I know CUDA via their HIP is a moving target they don't control making it hard and expensive for them to prevent bit rot but this is still an AMD caused problem due to opencl not getting any love by anyone anymore. AMD included.
Also, while AMD's OpenCL implementation has more features on paper, the runtime is frequently broken where NVIDIA's claimed features actually all work. Everything I've heard from people who've used it is that they ended up with so much vendor-specific code to patch around AMD's bugs and deficiencies that they might as well have just written CUDA in the first place.
This is an old article but the old "vendor B" stuff still rings incredibly true with at least AMD's OpenCL stack as well.
Thus NVIDIA actually has even less of a lock-in than people think. If you want to write a better OneAPI ecosystem and run it on OpenCL runtime... go hog wild! NVIDIA is best at that too! You just don't get the benefit of NVIDIA's engineers writing libraries for you.
I think Intel is still pushing opencl on GPUs. Maybe with other layers on top. Sycl or oneapi or similar. AMD mostly shares one implementation between hip and opencl so the base plumbing should work about as well on either, though I can believe the user experience is challenging.
I wrote some code that compiles as opencl and found it an intensely annoying experience. There's some C++ extension model to it now which might help but it was still missing function pointers last time I looked. My lasting impression was that I didn't want to write opencl code again.
Sticking to an old kernel and libraries is a pain id your hardware is not purpose-specific. Newer downstream dependencies change and become incompatible: e.g. Tensorflow 2 (IIRC) was incompatible with the ROCm versions that work with the 580. New models on places like HuggingFace tend to work with recent libraries, so not changing to a new toolchain locks you in to SoTA a few years in the past. In my case, thr benchmarking I did for my workloads showed comparable perf between my RX580 and Google Colab. So I chose to upgrade my kerbel and break ROCm
Yeah, that's fair. Staying in the past doesn't work forever.
There are scars in the implementation which suggest the HSA model was really difficult to implement on the hardware at the time.

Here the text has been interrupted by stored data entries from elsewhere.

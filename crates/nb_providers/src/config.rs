use std::env;
use std::path::PathBuf;

use nb_core::{Error, Result};

/// Default directory for synthesized audio artifacts.
pub const DEFAULT_AUDIO_DIR: &str = "static";

/// API keys and paths for the external collaborators, read from the
/// environment so no credentials live in code or config files.
#[derive(Debug, Clone)]
pub struct ProviderConfig {
    pub finnhub_api_key: String,
    pub news_api_key: String,
    /// Optional: the summarization service also answers unauthenticated
    /// requests, just with tighter rate limits.
    pub hf_api_key: Option<String>,
    pub audio_dir: PathBuf,
}

impl ProviderConfig {
    pub fn from_env() -> Result<Self> {
        Ok(Self {
            finnhub_api_key: require("FINNHUB_API_KEY")?,
            news_api_key: require("NEWS_API_KEY")?,
            hf_api_key: env::var("HF_API_KEY").ok(),
            audio_dir: env::var("NB_AUDIO_DIR")
                .map(PathBuf::from)
                .unwrap_or_else(|_| PathBuf::from(DEFAULT_AUDIO_DIR)),
        })
    }
}

fn require(key: &str) -> Result<String> {
    env::var(key).map_err(|_| Error::Config(format!("{key} is not set")))
}
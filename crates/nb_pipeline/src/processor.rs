use std::sync::Arc;

use chrono::Utc;
use futures::future::join_all;
use tracing::{info, warn};

use nb_core::{
    Briefing, BriefingStore, CompanyBriefing, NewsSource, RawArticle, Result, SpeechService,
    SummaryModel, SymbolSearch, TickerFallback, TickerResolution, TranslationService,
};

use crate::summary::Summarizer;
use crate::ticker::TickerResolver;

const SOURCE_LANG: &str = "en";
const TARGET_LANG: &str = "hi";

/// Orchestrates one company briefing: ticker gate, news fetch, then an
/// independent map over articles (summary, sentiment, translation, speech).
/// A failing service degrades a single field of a single record, never the
/// batch.
pub struct BriefingProcessor {
    resolver: TickerResolver,
    news: Arc<dyn NewsSource>,
    summarizer: Summarizer,
    translator: Arc<dyn TranslationService>,
    speech: Arc<dyn SpeechService>,
    store: Arc<dyn BriefingStore>,
}

impl BriefingProcessor {
    #[allow(clippy::too_many_arguments)]
    pub fn new(
        primary: Arc<dyn SymbolSearch>,
        fallback: Arc<dyn TickerFallback>,
        news: Arc<dyn NewsSource>,
        model: Arc<dyn SummaryModel>,
        translator: Arc<dyn TranslationService>,
        speech: Arc<dyn SpeechService>,
        store: Arc<dyn BriefingStore>,
    ) -> Self {
        Self {
            resolver: TickerResolver::new(primary, fallback),
            news,
            summarizer: Summarizer::new(model),
            translator,
            speech,
            store,
        }
    }

    pub fn store(&self) -> Arc<dyn BriefingStore> {
        self.store.clone()
    }

    pub async fn process(&self, company: &str) -> Result<CompanyBriefing> {
        let ticker = match self.resolver.resolve(company).await {
            Ok(TickerResolution::Resolved(ticker)) => ticker,
            Ok(TickerResolution::NotFound) => {
                info!("no ticker found for {company}");
                return Ok(CompanyBriefing::not_found(company));
            }
            Err(e) => {
                warn!("ticker resolution failed for {company}: {e}");
                return Ok(CompanyBriefing::not_found(company));
            }
        };
        info!("resolved {company} to {ticker}");

        let articles = match self.news.latest(company).await {
            Ok(articles) => articles,
            Err(e) => {
                warn!("news fetch failed for {company}: {e}");
                Vec::new()
            }
        };
        info!("fetched {} articles for {company}", articles.len());

        // Articles are independent; fan out but keep input order.
        let records = join_all(
            articles
                .into_iter()
                .map(|article| self.process_article(article)),
        )
        .await;

        for record in &records {
            self.store.append(record.clone()).await?;
        }

        Ok(CompanyBriefing {
            company: company.to_string(),
            ticker: Some(ticker),
            company_found: true,
            records,
            generated_at: Utc::now(),
        })
    }

    async fn process_article(&self, article: RawArticle) -> Briefing {
        let summary = self.summarizer.summarize(&article.content).await;
        let sentiment = nb_sentiment::analyze(&article.content);

        let audio = match self
            .translator
            .translate(&summary, SOURCE_LANG, TARGET_LANG)
            .await
        {
            Ok(translated) => match self.speech.synthesize(&translated, TARGET_LANG, None).await {
                Ok(path) => Some(path),
                Err(e) => {
                    warn!("speech synthesis failed for {:?}: {e}", article.title);
                    None
                }
            },
            Err(e) => {
                warn!("translation failed for {:?}: {e}", article.title);
                None
            }
        };

        Briefing {
            title: article.title,
            source: article.source,
            published_at: article.published_at,
            summary,
            sentiment,
            audio,
            url: (!article.url.is_empty()).then_some(article.url),
        }
    }
}

#[cfg(test)]
mod tests {
    use super::*;
    use async_trait::async_trait;
    use nb_core::{Error, SymbolCandidate};
    use nb_store::MemoryStore;

    struct FakeSearch {
        candidates: Vec<SymbolCandidate>,
    }

    #[async_trait]
    impl SymbolSearch for FakeSearch {
        async fn search(&self, _query: &str) -> Result<Vec<SymbolCandidate>> {
            Ok(self.candidates.clone())
        }
    }

    struct FakeFallback;

    #[async_trait]
    impl TickerFallback for FakeFallback {
        async fn lookup(&self, _name: &str) -> Result<Option<String>> {
            Ok(None)
        }
    }

    struct FakeNews {
        articles: Vec<RawArticle>,
    }

    #[async_trait]
    impl NewsSource for FakeNews {
        async fn latest(&self, _company: &str) -> Result<Vec<RawArticle>> {
            Ok(self.articles.clone())
        }
    }

    struct FakeModel;

    #[async_trait]
    impl SummaryModel for FakeModel {
        async fn summarize(&self, _text: &str, _min: u32, _max: u32) -> Result<String> {
            Ok("A model-generated summary of the longer article.".to_string())
        }
    }

    struct EchoTranslator;

    #[async_trait]
    impl TranslationService for EchoTranslator {
        async fn translate(&self, text: &str, _source: &str, _target: &str) -> Result<String> {
            Ok(format!("hi::{text}"))
        }
    }

    struct FailingTranslator;

    #[async_trait]
    impl TranslationService for FailingTranslator {
        async fn translate(&self, _text: &str, _source: &str, _target: &str) -> Result<String> {
            Err(Error::Translation("translation down".to_string()))
        }
    }

    /// Fails whenever the text to synthesize contains the marker.
    struct MarkerSpeech {
        fail_marker: Option<String>,
    }

    #[async_trait]
    impl SpeechService for MarkerSpeech {
        async fn synthesize(
            &self,
            text: &str,
            _lang: &str,
            _filename: Option<&str>,
        ) -> Result<String> {
            if let Some(marker) = &self.fail_marker {
                if text.contains(marker.as_str()) {
                    return Err(Error::Speech("synthesis refused".to_string()));
                }
            }
            Ok("static/news_summary_test.mp3".to_string())
        }
    }

    fn common_stock(symbol: &str) -> SymbolCandidate {
        SymbolCandidate {
            symbol: symbol.to_string(),
            kind: "Common Stock".to_string(),
            description: String::new(),
        }
    }

    fn article(title: &str, content: &str) -> RawArticle {
        RawArticle {
            title: title.to_string(),
            content: content.to_string(),
            source: "Reuters".to_string(),
            url: format!("https://example.com/{title}"),
            published_at: "2024-03-01T12:00:00Z".to_string(),
        }
    }

    fn processor(
        candidates: Vec<SymbolCandidate>,
        articles: Vec<RawArticle>,
        translator: Arc<dyn TranslationService>,
        speech: Arc<dyn SpeechService>,
        store: Arc<dyn BriefingStore>,
    ) -> BriefingProcessor {
        BriefingProcessor::new(
            Arc::new(FakeSearch { candidates }),
            Arc::new(FakeFallback),
            Arc::new(FakeNews { articles }),
            Arc::new(FakeModel),
            translator,
            speech,
            store,
        )
    }

    #[tokio::test]
    async fn test_unknown_company_short_circuits() {
        let store = Arc::new(MemoryStore::new());
        let processor = processor(
            vec![],
            vec![article("ignored", "ignored")],
            Arc::new(EchoTranslator),
            Arc::new(MarkerSpeech { fail_marker: None }),
            store.clone(),
        );

        let briefing = processor.process("No Such Co").await.unwrap();
        assert!(!briefing.company_found);
        assert!(briefing.ticker.is_none());
        assert!(briefing.records.is_empty());
        assert!(store.is_empty().await);
    }

    #[tokio::test]
    async fn test_short_and_long_articles() {
        let short_content = "Acme shares surged after record quarterly profits today.";
        let long_content = vec!["growth"; 80].join(" ");

        let store = Arc::new(MemoryStore::new());
        let processor = processor(
            vec![common_stock("ACME")],
            vec![
                article("short", short_content),
                article("long", &long_content),
            ],
            Arc::new(EchoTranslator),
            Arc::new(MarkerSpeech { fail_marker: None }),
            store.clone(),
        );

        let briefing = processor.process("Acme Corp").await.unwrap();
        assert!(briefing.company_found);
        assert_eq!(briefing.ticker.as_deref(), Some("ACME"));
        assert_eq!(briefing.records.len(), 2);

        // Output order matches input order.
        assert_eq!(briefing.records[0].title, "short");
        assert_eq!(briefing.records[1].title, "long");

        // Under 50 words: summary is the content, verbatim.
        assert_eq!(briefing.records[0].summary, short_content);
        // 80 words: the model's summary.
        assert_eq!(
            briefing.records[1].summary,
            "A model-generated summary of the longer article."
        );

        // Sentiment is recomputed from the article body, not the summary.
        assert_eq!(
            briefing.records[0].sentiment,
            nb_sentiment::analyze(short_content)
        );
        assert_eq!(
            briefing.records[1].sentiment,
            nb_sentiment::analyze(&long_content)
        );

        // Both articles got audio.
        assert!(briefing.records.iter().all(|r| r.audio.is_some()));

        // Records landed in the store, same order.
        let stored = store.all().await.unwrap();
        assert_eq!(stored.len(), 2);
        assert_eq!(stored[0].title, "short");
        assert_eq!(stored[1].title, "long");
    }

    #[tokio::test]
    async fn test_speech_failure_degrades_one_record() {
        let store = Arc::new(MemoryStore::new());
        let processor = processor(
            vec![common_stock("ACME")],
            vec![
                article("ok", "Profits rose sharply this quarter."),
                article("broken", "Shares fell. UNSPEAKABLE results."),
            ],
            Arc::new(EchoTranslator),
            Arc::new(MarkerSpeech {
                fail_marker: Some("UNSPEAKABLE".to_string()),
            }),
            store,
        );

        let briefing = processor.process("Acme Corp").await.unwrap();
        assert_eq!(briefing.records.len(), 2);
        assert!(briefing.records[0].audio.is_some());
        assert!(briefing.records[1].audio.is_none());
    }

    #[tokio::test]
    async fn test_translation_failure_degrades_audio_only() {
        let store = Arc::new(MemoryStore::new());
        let processor = processor(
            vec![common_stock("ACME")],
            vec![article("a", "Strong growth reported.")],
            Arc::new(FailingTranslator),
            Arc::new(MarkerSpeech { fail_marker: None }),
            store,
        );

        let briefing = processor.process("Acme Corp").await.unwrap();
        assert_eq!(briefing.records.len(), 1);
        assert!(briefing.records[0].audio.is_none());
        assert_eq!(briefing.records[0].summary, "Strong growth reported.");
    }

    #[tokio::test]
    async fn test_empty_news_is_normal() {
        let store = Arc::new(MemoryStore::new());
        let processor = processor(
            vec![common_stock("ACME")],
            vec![],
            Arc::new(EchoTranslator),
            Arc::new(MarkerSpeech { fail_marker: None }),
            store,
        );

        let briefing = processor.process("Acme Corp").await.unwrap();
        assert!(briefing.company_found);
        assert!(briefing.records.is_empty());
    }

    #[tokio::test]
    async fn test_missing_url_becomes_none() {
        let store = Arc::new(MemoryStore::new());
        let mut raw = article("a", "Short body.");
        raw.url = String::new();
        let processor = processor(
            vec![common_stock("ACME")],
            vec![raw],
            Arc::new(EchoTranslator),
            Arc::new(MarkerSpeech { fail_marker: None }),
            store,
        );

        let briefing = processor.process("Acme Corp").await.unwrap();
        assert!(briefing.records[0].url.is_none());
    }
}
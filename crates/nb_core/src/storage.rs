use async_trait::async_trait;

use crate::types::Briefing;
use crate::Result;

/// Append-only, insertion-ordered collection of processed briefings.
/// Duplicates are allowed; repeated fetches for the same company simply
/// append again.
#[async_trait]
pub trait BriefingStore: Send + Sync {
    /// Append a briefing at the end of the collection.
    async fn append(&self, briefing: Briefing) -> Result<()>;

    /// All briefings whose summary contains `keyword` (case-insensitive)
    /// and whose sentiment score lies in `[min_score, max_score]`,
    /// in insertion order. An empty result is a normal outcome.
    async fn query(&self, keyword: &str, min_score: f64, max_score: f64) -> Result<Vec<Briefing>>;

    /// Snapshot of everything stored, in insertion order.
    async fn all(&self) -> Result<Vec<Briefing>>;
}
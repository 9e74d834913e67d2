pub mod error;
pub mod services;
pub mod storage;
pub mod types;

pub use error::Error;
pub use services::{
    NewsSource, SpeechService, SummaryModel, SymbolSearch, TickerFallback, TranslationService,
};
pub use storage::BriefingStore;
pub use types::{
    Briefing, CompanyBriefing, RawArticle, Sentiment, SentimentLabel, SymbolCandidate,
    TickerResolution,
};

pub type Result<T> = std::result::Result<T, Error>;

pub mod prelude {
    pub use crate::storage::BriefingStore;
    pub use crate::types::{Briefing, CompanyBriefing, RawArticle, Sentiment, SentimentLabel};
    pub use crate::{Error, Result};
}
//! Operation Reports
//!
//! Structured results the Storage Location Manager returns to UI code.
//! Expected failures (validation, missing sources) surface as
//! `{success: false, error}` values, never as errors thrown across the
//! manager boundary.

use std::path::PathBuf;

use serde::{Deserialize, Serialize};

use crate::utils::error::StorageResult;

/// Result of a mutating location operation (link, move, import)
#[derive(Debug, Clone, Serialize, Deserialize)]
pub struct OperationReport {
    pub success: bool,
    pub error: Option<String>,
}

impl OperationReport {
    /// Successful operation
    pub fn ok() -> Self {
        Self {
            success: true,
            error: None,
        }
    }

    /// Failed operation with message
    pub fn err(message: impl Into<String>) -> Self {
        Self {
            success: false,
            error: Some(message.into()),
        }
    }
}

impl From<StorageResult<()>> for OperationReport {
    fn from(result: StorageResult<()>) -> Self {
        match result {
            Ok(()) => Self::ok(),
            Err(e) => Self::err(e.to_string()),
        }
    }
}

/// Result of validating a candidate storage directory
#[derive(Debug, Clone, Serialize, Deserialize)]
pub struct ValidationReport {
    pub valid: bool,
    pub error: Option<String>,
}

impl ValidationReport {
    /// Directory is linkable
    pub fn valid() -> Self {
        Self {
            valid: true,
            error: None,
        }
    }

    /// Directory is not linkable, with the reason
    pub fn invalid(message: impl Into<String>) -> Self {
        Self {
            valid: false,
            error: Some(message.into()),
        }
    }
}

/// Result of an export, carrying the created archive directory
#[derive(Debug, Clone, Serialize, Deserialize)]
#[serde(rename_all = "camelCase")]
pub struct ExportReport {
    pub success: bool,
    pub export_path: Option<PathBuf>,
    pub error: Option<String>,
}

impl ExportReport {
    pub fn ok(path: PathBuf) -> Self {
        Self {
            success: true,
            export_path: Some(path),
            error: None,
        }
    }

    pub fn err(message: impl Into<String>) -> Self {
        Self {
            success: false,
            export_path: None,
            error: Some(message.into()),
        }
    }
}

/// Result of a cache clear, carrying the bytes freed
#[derive(Debug, Clone, Serialize, Deserialize)]
#[serde(rename_all = "camelCase")]
pub struct ClearCacheReport {
    pub success: bool,
    pub freed_bytes: u64,
    pub error: Option<String>,
}

impl ClearCacheReport {
    pub fn ok(freed_bytes: u64) -> Self {
        Self {
            success: true,
            freed_bytes,
            error: None,
        }
    }

    pub fn err(message: impl Into<String>) -> Self {
        Self {
            success: false,
            freed_bytes: 0,
            error: Some(message.into()),
        }
    }
}

/// The base path and its derived locations
#[derive(Debug, Clone, PartialEq, Eq, Serialize, Deserialize)]
#[serde(rename_all = "camelCase")]
pub struct StorageLocations {
    pub base_path: PathBuf,
    pub projects_path: PathBuf,
    pub media_path: PathBuf,
    pub cache_path: PathBuf,
}

impl StorageLocations {
    /// Derive the fixed subtrees from a base path
    pub fn from_base(base: &std::path::Path) -> Self {
        Self {
            base_path: base.to_path_buf(),
            projects_path: base.join("projects"),
            media_path: base.join("media"),
            cache_path: base.join("cache"),
        }
    }
}

/// Disk usage of the data tree, for the storage settings panel
#[derive(Debug, Clone, Default, Serialize, Deserialize)]
#[serde(rename_all = "camelCase")]
pub struct StorageUsage {
    pub projects_bytes: u64,
    pub media_bytes: u64,
    pub cache_bytes: u64,
}

impl StorageUsage {
    pub fn total(&self) -> u64 {
        self.projects_bytes + self.media_bytes + self.cache_bytes
    }
}
//! Cross-project sharing through the split router, end to end: a legacy
//! flat store is migrated, then read back under each sharing mode.

use std::sync::Arc;

use sceneweave_storage::{
    FileKvStore, FlatPartitioner, KvStore, MigrationEngine, Partitioner, StorageContext,
    StoreSnapshot, SplitRouter, WriteRequest,
};
use serde_json::{json, Value};
use tempfile::TempDir;

async fn fixture(active: &str, known: &[&str]) -> (TempDir, Arc<dyn KvStore>, SplitRouter, Arc<StorageContext>) {
    let dir = TempDir::new().unwrap();
    let kv: Arc<dyn KvStore> = Arc::new(FileKvStore::new(dir.path().join("projects")));
    let context = Arc::new(StorageContext::new());
    context
        .publish_index(
            known.iter().map(|s| s.to_string()).collect(),
            Some(active.to_string()),
        )
        .await;
    context.mark_hydrated();
    let router = SplitRouter::new(kv.clone(), context.clone());
    (dir, kv, router, context)
}

fn scene_ids(state: &Value) -> Vec<&str> {
    state["scenes"]
        .as_array()
        .unwrap()
        .iter()
        .map(|s| s["id"].as_str().unwrap())
        .collect()
}

#[tokio::test]
async fn test_sharing_toggle_controls_visible_scene_count() {
    let (_dir, kv, router, context) = fixture("p1", &["p1", "p2"]).await;

    // Legacy flat store: 3 scenes for p1, 2 for p2, shared partition empty.
    let legacy = StoreSnapshot::new(
        json!({"scenes": [
            {"id": "a1", "projectId": "p1"},
            {"id": "a2", "projectId": "p1"},
            {"id": "a3", "projectId": "p1"},
            {"id": "b1", "projectId": "p2"},
            {"id": "b2", "projectId": "p2"},
        ]}),
        1,
    );
    kv.set_item("scenes", &legacy.to_json().unwrap()).await.unwrap();
    kv.set_item(
        "projects",
        &StoreSnapshot::new(
            json!({"projects": [{"id": "p1"}, {"id": "p2"}], "activeProjectId": "p1"}),
            1,
        )
        .to_json()
        .unwrap(),
    )
    .await
    .unwrap();
    MigrationEngine::new(kv.clone()).migrate().await.unwrap();

    // Sharing disabled: only p1's own partition.
    let own = router.get("scenes").await.unwrap();
    assert_eq!(scene_ids(&own.state).len(), 3);

    // Sharing enabled: all five, no duplicates.
    context.set_sharing("scenes", true).await;
    let folded = router.get("scenes").await.unwrap();
    let mut ids = scene_ids(&folded.state);
    assert_eq!(ids.len(), 5);
    ids.sort();
    ids.dedup();
    assert_eq!(ids.len(), 5);
}

#[tokio::test]
async fn test_merge_precedence_is_shared_then_others_then_current() {
    let (_dir, kv, router, context) = fixture("p2", &["p1", "p2", "p3"]).await;
    context.set_sharing("scenes", true).await;

    for (key, cursor, version) in [
        ("_shared/scenes", "shared-folder", 1u64),
        ("_p/p1/scenes", "p1-folder", 2),
        ("_p/p3/scenes", "p3-folder", 3),
        ("_p/p2/scenes", "my-folder", 4),
    ] {
        let snapshot = StoreSnapshot::new(json!({"scenes": [], "currentFolderId": cursor}), version);
        kv.set_item(key, &snapshot.to_json().unwrap()).await.unwrap();
    }

    let folded = router.get("scenes").await.unwrap();

    // The current project wins the scalar; the max version is reported.
    assert_eq!(folded.state["currentFolderId"], "my-folder");
    assert_eq!(folded.version, 4);
}

#[tokio::test]
async fn test_single_project_round_trip_without_sharing() {
    let (_dir, _kv, router, _context) = fixture("p1", &["p1"]).await;

    let state = json!({
        "scenes": [
            {"id": "s1", "projectId": "p1"},
            {"id": "s2", "projectId": "p1"},
        ],
        "currentFolderId": "f1",
    });
    router
        .set("scenes", WriteRequest::for_project("p1", StoreSnapshot::new(state.clone(), 3)))
        .await
        .unwrap();

    let round_tripped = router.get("scenes").await.unwrap();
    assert_eq!(round_tripped.state, state);
    assert_eq!(round_tripped.version, 3);
}

#[tokio::test]
async fn test_partitioner_round_trip_property() {
    let state = json!({
        "characters": [
            {"id": "c1", "projectId": "p1"},
            {"id": "c2", "projectId": "p1"},
        ],
        "viewMode": "grid",
    });

    let halves = FlatPartitioner.split(&state, "p1");
    let merged = FlatPartitioner.merge(Some(&halves.project), Some(&halves.shared));

    assert_eq!(merged["characters"], state["characters"]);
    assert_eq!(merged["viewMode"], state["viewMode"]);
}

#[tokio::test]
async fn test_shared_items_written_while_sharing_disabled_surface_later() {
    let (_dir, _kv, router, context) = fixture("p1", &["p1"]).await;

    let state = json!({"scenes": [
        {"id": "mine", "projectId": "p1"},
        {"id": "sys-folder", "isSystem": true},
    ]});
    router
        .set("scenes", WriteRequest::for_project("p1", StoreSnapshot::new(state, 1)))
        .await
        .unwrap();

    // Invisible while sharing is off.
    let own = router.get("scenes").await.unwrap();
    assert_eq!(scene_ids(&own.state), vec!["mine"]);

    // Visible the moment sharing turns on, with no migration in between.
    context.set_sharing("scenes", true).await;
    let folded = router.get("scenes").await.unwrap();
    assert_eq!(scene_ids(&folded.state), vec!["sys-folder", "mine"]);
}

It doesn't look like old hardware gets explicitly disabled, the code that runs them is still there. However writing new things that only work on newer hardware seems likely, as does prioritising testing on the current gen. So in practice the older stuff is likely to rot unless someone takes an interest in fixing it.
the range of technology that needs to come together for ai training is underestimated. there is cuda of course, but there is also nccl, infiniband, gpudirect, each of which requires years of sw and hw maturity. unlike the cpu which has a clean interface (instruction set) the gpu has no such thing - it is more like an octopus with tentacles into networking, compute, storage etc.
> The trouble is that AMD just didn't take AI seriously.
No worries, AI is not very complicated tech. It's just a core that can do arithmetic (something AMD already knows how to do very well) copied a very large number of times on a chip, plus some interconnect.
CPUs with all their speculative execution and random memory access patterns are much more complicated.
AI is more than just the underlying math. The software ecosystem is very important, which is what NVIDIA's lead is built on. AMD has a very hard time providing an "it just works" type experience in the way that NVIDIA offers these days.
Machine learning engineers (or most people writing GPU code) do not typically have the time, knowledge or interest to diagnose driver issues and beg AMD engineers to address them in a reasonable time frame.
That would explain my Radeon Graphics card I never managed to get working properly. It arbitrarily froze. I was told that it did that for Linux and that it was guaranteed to work on Windows. But when I tried it on Windows, it did the exact same thing. They were unresponsive.